**WHAT THE TASK REQUIRES**:
Gather from the material every line that contains the string "CostTracker".

**DATASET RECORDS**:
impl CostTracker {
    fn new(inst_set: &InstSet) -> Self {
        Self {
            ft_costs: inst_set.entries().iter().map(|e| e.ft_cost).collect(),
            costs: inst_set.entries().iter().map(|e| e.cost).collect(),
        }
    }

    fn reset_first_time(&mut self, inst_set: &InstSet) {
        self.ft_costs = inst_set.entries().iter().map(|e| e.ft_cost).collect();
    }

    /// Pay one cycle toward `inst`. Returns true once it may execute.
    fn pay(&mut self, inst: Instruction, inst_set: &InstSet) -> bool {
        let op = inst.op();
        let mut exec = true;
        if let Some(ft) = self.ft_costs.get_mut(op) {
            if *ft > 0 {
                *ft -= 1;
                exec = false;
            }
        }
        let cost = inst_set.cost(inst);
        if cost > 0 {
            if let Some(cur) = self.costs.get_mut(op) {
                if *cur > 1 {
                    *cur -= 1;
                    exec = false;
                } else {
                    *cur = cost;
                }
            }
        }
        exec
    }
}

pub struct HardwareCpu {
    memory: Sequence,
    thread: Thread,
    global_stack: CpuStack,
    mal_active: bool,
    advance_ip: bool,
    costs: CostTracker,
    /// Memory contents cut off by the last divide
    necro_tail: Vec<Instruction>,
}

const SPACE: SpaceId = 0;

impl HardwareCpu {
    pub fn new(org: &OrgState, inst_set: &InstSet, config: &HardwareConfig) -> Self {
        let mut hw = Self {
            memory: Sequence::new(),
            thread: Thread::new(SPACE),
            global_stack: CpuStack::new(),
            mal_active: false,
            advance_ip: true,
            costs: CostTracker::default(),
            necro_tail: Vec::new(),
        };
        hw.reset(org, inst_set, config);
        hw
    }

    fn adjust_heads(&mut self) {
        for head in 0..NUM_HEADS {
            self.adjust_head(head);
        }
    }

    fn execute(&mut self, inst: Instruction, org: &mut OrgState, ctx: &mut ExecContext<'_>) -> bool {
        let ip = self.head(HEAD_IP);
        self.mark_executed(ip);
        let op = ctx.inst_set.op(inst);
        let ok = match execute_common(self, op, org, ctx) {
            Some(ok) => ok,
            None => self.execute_specific(op, org, ctx),
        };
        trace!(pos = ip.pos, inst = ctx.inst_set.name(inst), ok, "cpu step");
        ok
    }

    fn execute_specific(&mut self, op: Op, org: &mut OrgState, ctx: &mut ExecContext<'_>) -> bool {
        match op {
            Op::MaxAlloc => {
                let cur_size = self.memory.len() as i32;
                let max_len = ctx.config.max_genome_length as i32;
                let alloc_size = ((ctx.config.child_size_range * cur_size as f64) as i32).min(max_len - cur_size);
                if self.allocate(alloc_size, org, ctx) {
                    self.set_reg(REG_AX, cur_size);
                    true
                } else {
                    false
                }
            }
            Op::Allocate => {
                let size = self.memory.len() as i32;
                if self.allocate(self.reg(REG_BX), org, ctx) {
                    self.set_reg(REG_AX, size);
                    true
                } else {
                    false
                }
            }
            Op::CAlloc => self.allocate(self.memory.len() as i32, org, ctx),
            Op::Divide => self.divide_main(self.reg(REG_AX), 0, org, ctx),
            Op::CDivide => self.divide_main(self.memory.len() as i32 / 2, 0, org, ctx),
            Op::HeadDivide => {
                self.adjust_heads();
                let divide_pos = self.head(HEAD_READ).pos;
                let mut child_end = self.head(HEAD_WRITE).pos;
                if child_end == 0 {
                    child_end = self.memory.len() as i32;
                }
                let extra_lines = self.memory.len() as i32 - child_end;
                let ok = self.divide_main(divide_pos, extra_lines, org, ctx);
                self.adjust_heads();
                ok
            }
            Op::Repro => self.repro(org, ctx),
            _ => false,
        }
    }

    fn allocate(&mut self, size: i32, org: &mut OrgState, ctx: &mut ExecContext<'_>) -> bool {
        allocate_main(
            &mut self.memory,
            size,
            &mut self.mal_active,
            &self.necro_tail,
            org,
            ctx.inst_set,
            ctx.config,
            ctx.rng,
        )
    }

    /// Split memory at `div_point`, dropping `extra_lines` from the end, and
    /// hand the middle over as the offspring.
    fn divide_main(&mut self, div_point: i32, extra_lines: i32, org: &mut OrgState, ctx: &mut ExecContext<'_>) -> bool {
        let child_size = self.memory.len() as i32 - div_point - extra_lines;
        let memory = &self.memory;
        let viable = divide_check_viable(org, ctx.config, div_point, child_size, |parent, child| {
            let executed = memory.count_executed(parent);
            let copied = (parent..parent + child).filter(|&i| memory.flags(i).copied).count();
            (executed, copied)
        });
        if !viable {
            return false;
        }

        let div = div_point as usize;
        org.offspring = self.memory.crop(div, div + child_size as usize);
        self.necro_tail = self.memory.insts()[div..].to_vec();
        self.memory.resize(div, ctx.inst_set.default_inst());
        divide_do_mutations(org, ctx.inst_set, ctx.config, ctx.rng);

        self.mal_active = false;
        self.finish_divide(org, ctx);
        true
    }

    /// Copy the whole memory as the offspring in one step.
    fn repro(&mut self, org: &mut OrgState, ctx: &mut ExecContext<'_>) -> bool {
        org.offspring = Sequence::from_insts(self.memory.insts().to_vec());
        org.phenotype.copied_size = self.memory.len();
        org.phenotype.executed_size = self.memory.count_executed(self.memory.len());

        if org.mut_rates.copy_mut_prob > 0.0 {
            for i in 0..org.offspring.len() {
                if org.test_copy_mut(ctx.rng) {
                    let inst = ctx.inst_set.random_inst(ctx.rng);
                    org.offspring.set(i, inst);
                }
            }
        }
        divide_do_mutations(org, ctx.inst_set, ctx.config, ctx.rng);
        self.costs.reset_first_time(ctx.inst_set);
        self.finish_divide(org, ctx);
        true
    }

    /// Hand the offspring to the host. A split divide restarts a surviving
    /// parent at its first instruction, which must run next cycle.
    fn finish_divide(&mut self, org: &mut OrgState, ctx: &mut ExecContext<'_>) {
        let split = ctx.config.divide_method == DivideMethod::Split;
        let parent_alive = org.activate_divide(ctx.host);
        if parent_alive && split {
            self.reset(org, ctx.inst_set, ctx.config);
        }
        if split {
            self.advance_ip = false;
        }
    }
}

**TASK ANSWER**:
impl CostTracker {
    costs: CostTracker,
            costs: CostTracker::default(),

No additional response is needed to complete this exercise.